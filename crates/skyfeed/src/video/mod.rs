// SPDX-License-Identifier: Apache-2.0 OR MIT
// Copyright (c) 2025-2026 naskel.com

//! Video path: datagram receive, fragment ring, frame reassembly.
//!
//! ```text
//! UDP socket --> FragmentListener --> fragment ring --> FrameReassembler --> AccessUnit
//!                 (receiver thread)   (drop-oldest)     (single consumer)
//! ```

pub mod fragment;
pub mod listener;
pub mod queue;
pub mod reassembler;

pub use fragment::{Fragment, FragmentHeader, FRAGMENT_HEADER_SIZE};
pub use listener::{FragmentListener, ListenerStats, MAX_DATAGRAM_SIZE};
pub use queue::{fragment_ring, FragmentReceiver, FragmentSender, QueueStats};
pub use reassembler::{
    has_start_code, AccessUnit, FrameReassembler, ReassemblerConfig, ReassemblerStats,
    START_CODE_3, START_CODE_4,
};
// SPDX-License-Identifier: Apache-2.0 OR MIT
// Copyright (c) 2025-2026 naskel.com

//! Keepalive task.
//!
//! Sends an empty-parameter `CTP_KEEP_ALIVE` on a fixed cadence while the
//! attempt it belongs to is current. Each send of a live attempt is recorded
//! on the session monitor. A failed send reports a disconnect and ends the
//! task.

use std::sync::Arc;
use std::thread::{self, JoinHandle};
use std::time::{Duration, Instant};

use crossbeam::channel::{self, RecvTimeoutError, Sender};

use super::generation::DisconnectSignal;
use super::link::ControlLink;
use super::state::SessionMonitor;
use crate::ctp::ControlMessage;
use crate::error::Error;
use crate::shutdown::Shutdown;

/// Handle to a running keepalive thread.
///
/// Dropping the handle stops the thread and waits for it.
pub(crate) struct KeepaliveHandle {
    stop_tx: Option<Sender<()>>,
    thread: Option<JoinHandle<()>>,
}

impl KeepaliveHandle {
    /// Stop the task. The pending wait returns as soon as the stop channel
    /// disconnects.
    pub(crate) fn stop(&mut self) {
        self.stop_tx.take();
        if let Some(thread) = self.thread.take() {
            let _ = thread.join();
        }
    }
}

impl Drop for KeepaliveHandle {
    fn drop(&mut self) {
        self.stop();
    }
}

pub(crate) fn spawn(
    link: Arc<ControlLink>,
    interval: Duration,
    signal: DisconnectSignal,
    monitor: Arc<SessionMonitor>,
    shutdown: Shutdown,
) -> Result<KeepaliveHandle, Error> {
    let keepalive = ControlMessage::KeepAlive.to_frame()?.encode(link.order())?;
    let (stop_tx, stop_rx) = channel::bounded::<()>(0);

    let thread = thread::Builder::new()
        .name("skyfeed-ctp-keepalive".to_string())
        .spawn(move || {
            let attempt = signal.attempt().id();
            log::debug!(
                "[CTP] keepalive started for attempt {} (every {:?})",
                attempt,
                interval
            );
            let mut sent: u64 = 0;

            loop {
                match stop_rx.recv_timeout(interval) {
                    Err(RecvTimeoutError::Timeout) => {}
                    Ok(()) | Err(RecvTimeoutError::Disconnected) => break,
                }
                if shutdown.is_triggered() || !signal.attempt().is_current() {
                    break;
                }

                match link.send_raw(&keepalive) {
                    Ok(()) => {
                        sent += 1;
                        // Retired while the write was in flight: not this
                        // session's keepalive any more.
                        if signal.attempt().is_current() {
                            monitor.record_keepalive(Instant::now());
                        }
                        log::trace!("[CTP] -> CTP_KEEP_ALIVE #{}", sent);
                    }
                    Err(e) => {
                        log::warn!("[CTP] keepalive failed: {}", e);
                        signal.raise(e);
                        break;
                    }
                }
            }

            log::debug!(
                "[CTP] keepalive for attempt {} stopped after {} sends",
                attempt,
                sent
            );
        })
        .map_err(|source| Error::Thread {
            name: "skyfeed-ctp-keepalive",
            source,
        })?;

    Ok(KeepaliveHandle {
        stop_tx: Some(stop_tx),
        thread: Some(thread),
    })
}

* * *

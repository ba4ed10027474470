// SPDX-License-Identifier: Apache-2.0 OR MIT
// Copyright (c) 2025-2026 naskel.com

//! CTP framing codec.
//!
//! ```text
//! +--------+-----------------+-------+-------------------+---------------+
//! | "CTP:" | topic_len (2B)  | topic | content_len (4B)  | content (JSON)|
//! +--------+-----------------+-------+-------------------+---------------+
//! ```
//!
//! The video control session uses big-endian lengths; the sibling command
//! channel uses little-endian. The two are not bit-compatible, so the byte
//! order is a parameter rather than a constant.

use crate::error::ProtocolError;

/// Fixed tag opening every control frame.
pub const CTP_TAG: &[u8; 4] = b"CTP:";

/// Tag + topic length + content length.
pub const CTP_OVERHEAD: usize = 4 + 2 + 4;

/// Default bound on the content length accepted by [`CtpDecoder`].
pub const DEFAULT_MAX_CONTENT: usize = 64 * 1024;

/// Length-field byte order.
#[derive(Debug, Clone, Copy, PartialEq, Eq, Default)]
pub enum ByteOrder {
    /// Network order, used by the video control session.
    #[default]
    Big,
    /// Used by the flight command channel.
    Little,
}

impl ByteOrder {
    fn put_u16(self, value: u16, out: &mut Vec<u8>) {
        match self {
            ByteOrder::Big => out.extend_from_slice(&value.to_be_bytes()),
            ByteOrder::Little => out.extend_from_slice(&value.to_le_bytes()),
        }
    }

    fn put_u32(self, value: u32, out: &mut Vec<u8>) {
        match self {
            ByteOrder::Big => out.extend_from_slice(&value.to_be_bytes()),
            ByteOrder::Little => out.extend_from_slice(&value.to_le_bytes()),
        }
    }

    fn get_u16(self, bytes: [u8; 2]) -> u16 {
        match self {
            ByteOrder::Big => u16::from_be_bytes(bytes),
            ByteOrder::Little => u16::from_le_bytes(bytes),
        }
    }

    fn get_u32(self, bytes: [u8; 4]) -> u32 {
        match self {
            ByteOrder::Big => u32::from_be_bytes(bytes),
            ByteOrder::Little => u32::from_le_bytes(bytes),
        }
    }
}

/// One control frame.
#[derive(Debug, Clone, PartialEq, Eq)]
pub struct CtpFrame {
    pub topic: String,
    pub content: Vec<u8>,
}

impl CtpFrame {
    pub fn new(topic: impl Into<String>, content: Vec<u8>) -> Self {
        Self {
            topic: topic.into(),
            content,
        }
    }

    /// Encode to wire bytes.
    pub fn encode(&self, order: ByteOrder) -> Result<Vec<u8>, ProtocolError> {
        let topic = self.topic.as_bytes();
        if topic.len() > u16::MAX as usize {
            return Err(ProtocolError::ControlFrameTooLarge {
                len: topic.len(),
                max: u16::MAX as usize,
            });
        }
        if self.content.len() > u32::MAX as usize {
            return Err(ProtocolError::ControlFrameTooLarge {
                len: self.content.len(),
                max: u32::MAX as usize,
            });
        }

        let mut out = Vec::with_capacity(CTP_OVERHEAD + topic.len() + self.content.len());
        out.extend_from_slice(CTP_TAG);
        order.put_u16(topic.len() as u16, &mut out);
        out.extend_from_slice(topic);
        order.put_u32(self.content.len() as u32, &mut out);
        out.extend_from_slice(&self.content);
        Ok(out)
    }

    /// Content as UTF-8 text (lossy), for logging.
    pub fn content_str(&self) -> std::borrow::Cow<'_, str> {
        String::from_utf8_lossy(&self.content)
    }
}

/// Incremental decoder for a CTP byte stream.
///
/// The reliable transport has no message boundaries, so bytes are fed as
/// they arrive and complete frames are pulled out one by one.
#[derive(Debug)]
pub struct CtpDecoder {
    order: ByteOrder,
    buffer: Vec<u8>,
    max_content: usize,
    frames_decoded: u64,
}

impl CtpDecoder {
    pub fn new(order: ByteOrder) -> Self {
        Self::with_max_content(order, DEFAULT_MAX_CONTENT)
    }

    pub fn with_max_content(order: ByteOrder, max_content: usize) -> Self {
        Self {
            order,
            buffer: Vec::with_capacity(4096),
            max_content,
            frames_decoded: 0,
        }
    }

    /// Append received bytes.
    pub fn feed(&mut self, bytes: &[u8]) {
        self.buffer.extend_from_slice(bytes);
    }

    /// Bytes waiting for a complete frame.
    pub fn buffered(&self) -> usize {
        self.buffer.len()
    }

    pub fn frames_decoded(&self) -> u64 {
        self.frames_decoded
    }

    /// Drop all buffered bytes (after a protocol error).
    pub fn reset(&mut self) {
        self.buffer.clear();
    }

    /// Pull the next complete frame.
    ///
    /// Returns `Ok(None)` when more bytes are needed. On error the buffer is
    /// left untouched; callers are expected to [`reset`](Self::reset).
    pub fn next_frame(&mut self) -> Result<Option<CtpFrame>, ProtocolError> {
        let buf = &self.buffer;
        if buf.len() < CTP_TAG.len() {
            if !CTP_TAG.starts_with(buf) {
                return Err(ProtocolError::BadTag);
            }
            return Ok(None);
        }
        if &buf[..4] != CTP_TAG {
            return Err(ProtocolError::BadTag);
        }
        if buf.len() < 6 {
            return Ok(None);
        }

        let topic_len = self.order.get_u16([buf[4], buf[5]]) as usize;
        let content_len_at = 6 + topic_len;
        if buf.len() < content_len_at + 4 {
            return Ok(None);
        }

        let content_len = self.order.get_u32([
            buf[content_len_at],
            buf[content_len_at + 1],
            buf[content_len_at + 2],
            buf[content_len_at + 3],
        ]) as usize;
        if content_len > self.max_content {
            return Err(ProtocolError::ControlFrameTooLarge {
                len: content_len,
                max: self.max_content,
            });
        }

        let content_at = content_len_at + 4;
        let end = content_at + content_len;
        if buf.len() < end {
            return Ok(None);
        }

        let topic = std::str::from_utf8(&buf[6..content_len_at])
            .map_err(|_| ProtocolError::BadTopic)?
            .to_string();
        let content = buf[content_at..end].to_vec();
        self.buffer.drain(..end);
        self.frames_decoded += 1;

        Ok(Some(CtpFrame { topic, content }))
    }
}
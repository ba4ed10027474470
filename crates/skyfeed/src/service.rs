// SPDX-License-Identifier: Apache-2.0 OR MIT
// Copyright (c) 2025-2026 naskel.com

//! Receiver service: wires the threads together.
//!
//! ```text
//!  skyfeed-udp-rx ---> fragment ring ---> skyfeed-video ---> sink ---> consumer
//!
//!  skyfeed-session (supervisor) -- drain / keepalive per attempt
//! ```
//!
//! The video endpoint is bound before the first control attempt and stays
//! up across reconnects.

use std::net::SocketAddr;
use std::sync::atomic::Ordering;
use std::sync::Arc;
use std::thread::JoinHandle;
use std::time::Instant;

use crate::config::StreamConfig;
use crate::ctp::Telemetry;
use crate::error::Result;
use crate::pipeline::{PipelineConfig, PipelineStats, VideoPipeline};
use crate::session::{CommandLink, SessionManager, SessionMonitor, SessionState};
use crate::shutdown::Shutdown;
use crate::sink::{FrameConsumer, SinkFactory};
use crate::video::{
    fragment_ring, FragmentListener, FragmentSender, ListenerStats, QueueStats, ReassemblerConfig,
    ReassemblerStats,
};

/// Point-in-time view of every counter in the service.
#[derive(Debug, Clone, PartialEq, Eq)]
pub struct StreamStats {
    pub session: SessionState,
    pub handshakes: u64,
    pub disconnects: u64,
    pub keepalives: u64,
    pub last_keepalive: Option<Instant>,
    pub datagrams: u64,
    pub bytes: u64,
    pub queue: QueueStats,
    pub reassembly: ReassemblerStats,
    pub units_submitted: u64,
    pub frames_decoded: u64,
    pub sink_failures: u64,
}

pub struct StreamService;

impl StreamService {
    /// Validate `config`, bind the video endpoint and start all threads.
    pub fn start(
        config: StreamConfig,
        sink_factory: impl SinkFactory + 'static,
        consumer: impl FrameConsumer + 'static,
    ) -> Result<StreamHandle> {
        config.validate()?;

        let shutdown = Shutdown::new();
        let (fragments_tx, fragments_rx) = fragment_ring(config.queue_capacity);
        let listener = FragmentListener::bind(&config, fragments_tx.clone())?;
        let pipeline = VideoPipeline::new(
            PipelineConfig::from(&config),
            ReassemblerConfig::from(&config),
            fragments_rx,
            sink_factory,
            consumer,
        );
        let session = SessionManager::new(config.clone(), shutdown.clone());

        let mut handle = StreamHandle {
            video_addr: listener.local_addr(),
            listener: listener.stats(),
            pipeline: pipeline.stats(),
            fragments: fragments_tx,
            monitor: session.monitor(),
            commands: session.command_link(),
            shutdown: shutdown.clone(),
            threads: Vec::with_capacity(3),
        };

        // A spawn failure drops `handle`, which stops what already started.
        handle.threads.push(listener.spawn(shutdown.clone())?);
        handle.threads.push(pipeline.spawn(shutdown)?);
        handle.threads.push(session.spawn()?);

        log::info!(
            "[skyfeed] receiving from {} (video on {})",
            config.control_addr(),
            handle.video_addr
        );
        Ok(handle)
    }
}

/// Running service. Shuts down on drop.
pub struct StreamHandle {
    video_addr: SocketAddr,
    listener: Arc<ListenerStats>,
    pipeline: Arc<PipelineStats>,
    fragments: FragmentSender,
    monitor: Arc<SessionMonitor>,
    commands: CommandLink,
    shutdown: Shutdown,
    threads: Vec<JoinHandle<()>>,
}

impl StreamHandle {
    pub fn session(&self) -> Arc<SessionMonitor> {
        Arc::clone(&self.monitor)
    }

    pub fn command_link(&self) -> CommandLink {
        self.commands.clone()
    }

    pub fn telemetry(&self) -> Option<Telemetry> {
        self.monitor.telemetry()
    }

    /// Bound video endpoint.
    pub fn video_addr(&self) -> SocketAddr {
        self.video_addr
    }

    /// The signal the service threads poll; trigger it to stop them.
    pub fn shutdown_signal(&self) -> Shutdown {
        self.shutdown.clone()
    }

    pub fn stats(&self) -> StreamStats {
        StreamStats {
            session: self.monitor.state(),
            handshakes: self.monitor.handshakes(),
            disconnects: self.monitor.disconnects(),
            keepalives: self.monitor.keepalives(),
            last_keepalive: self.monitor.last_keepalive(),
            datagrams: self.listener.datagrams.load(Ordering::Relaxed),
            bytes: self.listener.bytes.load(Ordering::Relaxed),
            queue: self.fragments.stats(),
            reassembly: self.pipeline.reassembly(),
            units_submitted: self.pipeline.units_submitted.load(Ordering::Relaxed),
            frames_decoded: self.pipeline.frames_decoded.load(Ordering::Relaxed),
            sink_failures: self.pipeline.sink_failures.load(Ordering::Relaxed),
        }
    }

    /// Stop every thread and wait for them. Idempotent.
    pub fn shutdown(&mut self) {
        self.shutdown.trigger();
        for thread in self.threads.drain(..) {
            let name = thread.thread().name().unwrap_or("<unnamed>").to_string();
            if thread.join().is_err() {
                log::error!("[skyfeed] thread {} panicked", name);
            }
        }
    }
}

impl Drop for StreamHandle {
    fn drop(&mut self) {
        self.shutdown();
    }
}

...

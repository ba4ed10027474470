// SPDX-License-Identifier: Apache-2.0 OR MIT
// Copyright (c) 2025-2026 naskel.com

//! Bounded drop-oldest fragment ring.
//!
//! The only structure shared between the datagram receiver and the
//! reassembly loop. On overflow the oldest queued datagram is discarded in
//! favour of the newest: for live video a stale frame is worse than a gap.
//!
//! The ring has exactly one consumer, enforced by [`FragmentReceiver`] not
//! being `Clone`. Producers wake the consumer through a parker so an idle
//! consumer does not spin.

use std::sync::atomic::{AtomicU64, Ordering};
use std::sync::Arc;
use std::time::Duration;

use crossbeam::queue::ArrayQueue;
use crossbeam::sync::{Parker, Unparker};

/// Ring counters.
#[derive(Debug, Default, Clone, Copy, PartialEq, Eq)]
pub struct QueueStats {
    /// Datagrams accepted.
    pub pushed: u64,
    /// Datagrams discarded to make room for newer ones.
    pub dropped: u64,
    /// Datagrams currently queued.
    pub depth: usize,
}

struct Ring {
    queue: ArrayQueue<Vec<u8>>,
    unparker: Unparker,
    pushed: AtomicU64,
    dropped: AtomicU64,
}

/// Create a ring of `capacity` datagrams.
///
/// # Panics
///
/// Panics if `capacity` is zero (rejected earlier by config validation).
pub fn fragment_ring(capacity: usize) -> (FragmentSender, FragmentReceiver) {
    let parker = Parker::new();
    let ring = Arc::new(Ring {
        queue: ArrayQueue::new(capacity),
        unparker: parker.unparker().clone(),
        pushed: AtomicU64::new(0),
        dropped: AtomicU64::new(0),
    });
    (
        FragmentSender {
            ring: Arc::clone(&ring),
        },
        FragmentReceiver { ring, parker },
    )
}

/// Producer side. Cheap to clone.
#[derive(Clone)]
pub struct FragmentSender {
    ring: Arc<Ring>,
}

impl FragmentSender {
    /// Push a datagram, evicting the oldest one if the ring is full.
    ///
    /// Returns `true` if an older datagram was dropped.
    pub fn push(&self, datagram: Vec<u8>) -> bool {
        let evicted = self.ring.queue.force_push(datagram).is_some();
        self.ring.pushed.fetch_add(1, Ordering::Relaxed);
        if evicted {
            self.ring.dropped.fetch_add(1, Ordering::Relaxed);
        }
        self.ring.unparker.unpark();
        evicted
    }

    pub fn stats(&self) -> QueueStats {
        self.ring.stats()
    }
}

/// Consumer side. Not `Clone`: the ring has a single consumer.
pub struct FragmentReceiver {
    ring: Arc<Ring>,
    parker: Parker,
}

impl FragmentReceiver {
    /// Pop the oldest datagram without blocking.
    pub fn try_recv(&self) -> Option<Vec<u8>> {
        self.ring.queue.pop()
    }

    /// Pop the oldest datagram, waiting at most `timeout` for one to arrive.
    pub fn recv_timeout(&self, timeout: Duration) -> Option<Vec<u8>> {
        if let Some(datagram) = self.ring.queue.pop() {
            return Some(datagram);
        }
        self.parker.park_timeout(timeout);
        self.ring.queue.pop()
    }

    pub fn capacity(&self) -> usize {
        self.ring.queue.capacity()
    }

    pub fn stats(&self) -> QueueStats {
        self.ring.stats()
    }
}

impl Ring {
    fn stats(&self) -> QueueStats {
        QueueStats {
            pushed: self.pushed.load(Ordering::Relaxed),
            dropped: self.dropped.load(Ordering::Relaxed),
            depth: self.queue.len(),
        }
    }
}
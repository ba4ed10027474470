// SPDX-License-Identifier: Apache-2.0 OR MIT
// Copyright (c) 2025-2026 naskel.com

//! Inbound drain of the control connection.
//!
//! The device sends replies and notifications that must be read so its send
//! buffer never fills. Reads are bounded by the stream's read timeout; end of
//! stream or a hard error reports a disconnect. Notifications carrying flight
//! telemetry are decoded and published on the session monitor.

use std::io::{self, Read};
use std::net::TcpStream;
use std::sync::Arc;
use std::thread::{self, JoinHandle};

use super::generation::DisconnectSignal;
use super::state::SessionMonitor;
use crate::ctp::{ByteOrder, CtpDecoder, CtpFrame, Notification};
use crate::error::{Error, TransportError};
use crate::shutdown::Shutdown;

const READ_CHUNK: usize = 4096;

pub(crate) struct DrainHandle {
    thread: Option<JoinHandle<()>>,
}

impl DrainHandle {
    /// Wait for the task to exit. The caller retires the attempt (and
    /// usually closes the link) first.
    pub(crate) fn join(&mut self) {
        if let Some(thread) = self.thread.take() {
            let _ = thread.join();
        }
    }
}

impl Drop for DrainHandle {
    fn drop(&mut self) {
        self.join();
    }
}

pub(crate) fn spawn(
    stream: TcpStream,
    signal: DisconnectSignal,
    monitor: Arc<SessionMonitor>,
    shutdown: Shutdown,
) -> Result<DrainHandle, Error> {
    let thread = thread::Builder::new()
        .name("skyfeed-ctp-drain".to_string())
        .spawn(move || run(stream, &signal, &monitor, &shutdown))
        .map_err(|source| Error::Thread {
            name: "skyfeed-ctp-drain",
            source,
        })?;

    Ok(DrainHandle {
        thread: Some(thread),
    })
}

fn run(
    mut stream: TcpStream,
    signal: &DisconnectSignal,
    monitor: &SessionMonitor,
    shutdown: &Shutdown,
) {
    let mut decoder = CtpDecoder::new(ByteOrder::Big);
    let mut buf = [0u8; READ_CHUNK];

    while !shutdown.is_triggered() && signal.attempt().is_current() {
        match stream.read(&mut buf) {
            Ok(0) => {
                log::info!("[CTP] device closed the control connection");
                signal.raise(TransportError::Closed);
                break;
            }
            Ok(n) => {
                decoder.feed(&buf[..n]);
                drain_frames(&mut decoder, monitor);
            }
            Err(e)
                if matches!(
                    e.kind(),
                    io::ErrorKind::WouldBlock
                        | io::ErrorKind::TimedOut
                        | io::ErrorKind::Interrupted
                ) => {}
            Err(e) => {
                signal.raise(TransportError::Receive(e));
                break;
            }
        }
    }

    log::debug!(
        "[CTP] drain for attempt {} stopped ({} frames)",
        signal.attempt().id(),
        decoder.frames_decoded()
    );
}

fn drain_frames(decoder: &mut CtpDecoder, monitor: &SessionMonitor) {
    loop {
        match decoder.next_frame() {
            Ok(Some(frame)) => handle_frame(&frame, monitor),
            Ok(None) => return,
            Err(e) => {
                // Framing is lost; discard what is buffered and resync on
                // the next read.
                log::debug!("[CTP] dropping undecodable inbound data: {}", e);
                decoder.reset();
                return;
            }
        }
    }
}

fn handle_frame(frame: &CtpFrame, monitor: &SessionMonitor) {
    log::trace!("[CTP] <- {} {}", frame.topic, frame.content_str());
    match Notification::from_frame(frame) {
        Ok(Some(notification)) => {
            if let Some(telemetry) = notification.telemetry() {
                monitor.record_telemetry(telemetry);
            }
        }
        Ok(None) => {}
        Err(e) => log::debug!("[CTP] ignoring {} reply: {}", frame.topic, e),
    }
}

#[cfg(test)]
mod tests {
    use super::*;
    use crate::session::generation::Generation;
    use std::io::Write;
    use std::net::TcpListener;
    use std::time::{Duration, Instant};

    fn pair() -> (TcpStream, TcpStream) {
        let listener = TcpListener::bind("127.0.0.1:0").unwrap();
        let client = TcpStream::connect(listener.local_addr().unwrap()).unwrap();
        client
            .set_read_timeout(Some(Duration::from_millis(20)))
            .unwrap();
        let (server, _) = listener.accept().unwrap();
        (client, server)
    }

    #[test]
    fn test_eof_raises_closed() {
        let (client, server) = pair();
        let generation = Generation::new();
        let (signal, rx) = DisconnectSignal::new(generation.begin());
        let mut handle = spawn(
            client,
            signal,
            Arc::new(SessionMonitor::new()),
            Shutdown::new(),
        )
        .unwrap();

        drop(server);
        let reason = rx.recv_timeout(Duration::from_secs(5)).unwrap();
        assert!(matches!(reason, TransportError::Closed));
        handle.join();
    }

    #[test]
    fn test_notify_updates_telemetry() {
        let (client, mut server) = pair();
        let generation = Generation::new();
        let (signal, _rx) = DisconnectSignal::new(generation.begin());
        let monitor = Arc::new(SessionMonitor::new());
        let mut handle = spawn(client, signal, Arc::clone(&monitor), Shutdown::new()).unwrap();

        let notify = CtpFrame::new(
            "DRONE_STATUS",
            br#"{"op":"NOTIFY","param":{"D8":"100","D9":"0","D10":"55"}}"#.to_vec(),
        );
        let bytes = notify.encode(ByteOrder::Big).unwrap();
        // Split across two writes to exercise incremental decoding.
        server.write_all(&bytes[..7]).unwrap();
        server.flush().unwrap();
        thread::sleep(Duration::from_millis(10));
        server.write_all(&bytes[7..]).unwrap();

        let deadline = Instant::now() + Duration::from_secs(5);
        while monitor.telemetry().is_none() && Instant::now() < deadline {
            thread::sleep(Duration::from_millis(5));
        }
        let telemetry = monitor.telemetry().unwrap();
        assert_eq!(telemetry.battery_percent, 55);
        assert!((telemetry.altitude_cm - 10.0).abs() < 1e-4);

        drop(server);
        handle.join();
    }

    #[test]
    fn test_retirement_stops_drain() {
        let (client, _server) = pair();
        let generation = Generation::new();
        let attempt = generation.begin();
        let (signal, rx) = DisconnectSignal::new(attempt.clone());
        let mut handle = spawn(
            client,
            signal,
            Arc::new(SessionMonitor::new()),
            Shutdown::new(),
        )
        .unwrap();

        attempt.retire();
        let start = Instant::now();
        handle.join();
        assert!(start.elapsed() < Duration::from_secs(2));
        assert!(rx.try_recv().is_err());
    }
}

▸ **WORK TO BE COMPLETED**
Would you copy out exactly the lines above that start at the one containing "next complete frame." and end at the one containing "let end = content_at + content_len;", inclusive?

▸ **TASK RESPONSE**
    /// Pull the next complete frame.
    ///
    /// Returns `Ok(None)` when more bytes are needed. On error the buffer is
    /// left untouched; callers are expected to [`reset`](Self::reset).
    pub fn next_frame(&mut self) -> Result<Option<CtpFrame>, ProtocolError> {
        let buf = &self.buffer;
        if buf.len() < CTP_TAG.len() {
            if !CTP_TAG.starts_with(buf) {
                return Err(ProtocolError::BadTag);
            }
            return Ok(None);
        }
        if &buf[..4] != CTP_TAG {
            return Err(ProtocolError::BadTag);
        }
        if buf.len() < 6 {
            return Ok(None);
        }

        let topic_len = self.order.get_u16([buf[4], buf[5]]) as usize;
        let content_len_at = 6 + topic_len;
        if buf.len() < content_len_at + 4 {
            return Ok(None);
        }

        let content_len = self.order.get_u32([
            buf[content_len_at],
            buf[content_len_at + 1],
            buf[content_len_at + 2],
            buf[content_len_at + 3],
        ]) as usize;
        if content_len > self.max_content {
            return Err(ProtocolError::ControlFrameTooLarge {
                len: content_len,
                max: self.max_content,
            });
        }

        let content_at = content_len_at + 4;
        let end = content_at + content_len;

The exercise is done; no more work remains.